§ WHAT IS EXPECTED
Reproduce exactly the opening lines of the listing, stopping after the line that contains "pub struct RetryPolicy" and including it.

====

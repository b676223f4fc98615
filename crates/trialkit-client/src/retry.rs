//! Backoff policy for the request engine's retry loop.

use std::time::Duration;

/// Retry budget and backoff curve for one logical request.
///
/// The delay before attempt `n + 1` is `base_delay * 2^(n-1)` plus up to
/// one second of uniform jitter, capped at `max_delay`. A server-provided
/// `Retry-After` hint overrides the curve (still capped at `max_delay`).
#[derive(Debug, Clone, Copy, PartialEq)]
pub struct RetryPolicy {
    /// Total attempt budget for one logical request, including the first.
    pub max_attempts: u32,
    /// First-retry delay before exponential growth.
    pub base_delay: Duration,
    /// Upper bound on any single delay.
    pub max_delay: Duration,
}

impl Default for RetryPolicy {
    fn default() -> Self {
        Self {
            max_attempts: 3,
            base_delay: Duration::from_secs(1),
            max_delay: Duration::from_secs(30),
        }
    }
}

impl RetryPolicy {
    /// Delay to sleep after a retryable failure on attempt `attempt`.
    ///
    /// Never negative and never above `max_delay`; the exponent is clamped
    /// so pathological attempt counts cannot overflow.
    pub fn delay(&self, attempt: u32, retry_after: Option<Duration>) -> Duration {
        if let Some(hint) = retry_after {
            return hint.min(self.max_delay);
        }

        let exponent = attempt.saturating_sub(1).min(31);
        let exponential = self.base_delay.as_secs_f64() * 2f64.powi(exponent as i32);
        let jitter = fastrand::f64();
        Duration::from_secs_f64((exponential + jitter).min(self.max_delay.as_secs_f64()))
    }
}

====

§ SOLUTION TO THIS EXERCISE
repository b676223f4fc98615
filename crates/trialkit-client/src/retry.rs
//! Backoff policy for the request engine's retry loop.

use std::time::Duration;

/// Retry budget and backoff curve for one logical request.
///
/// The delay before attempt `n + 1` is `base_delay * 2^(n-1)` plus up to
/// one second of uniform jitter, capped at `max_delay`. A server-provided
/// `Retry-After` hint overrides the curve (still capped at `max_delay`).
#[derive(Debug, Clone, Copy, PartialEq)]
pub struct RetryPolicy {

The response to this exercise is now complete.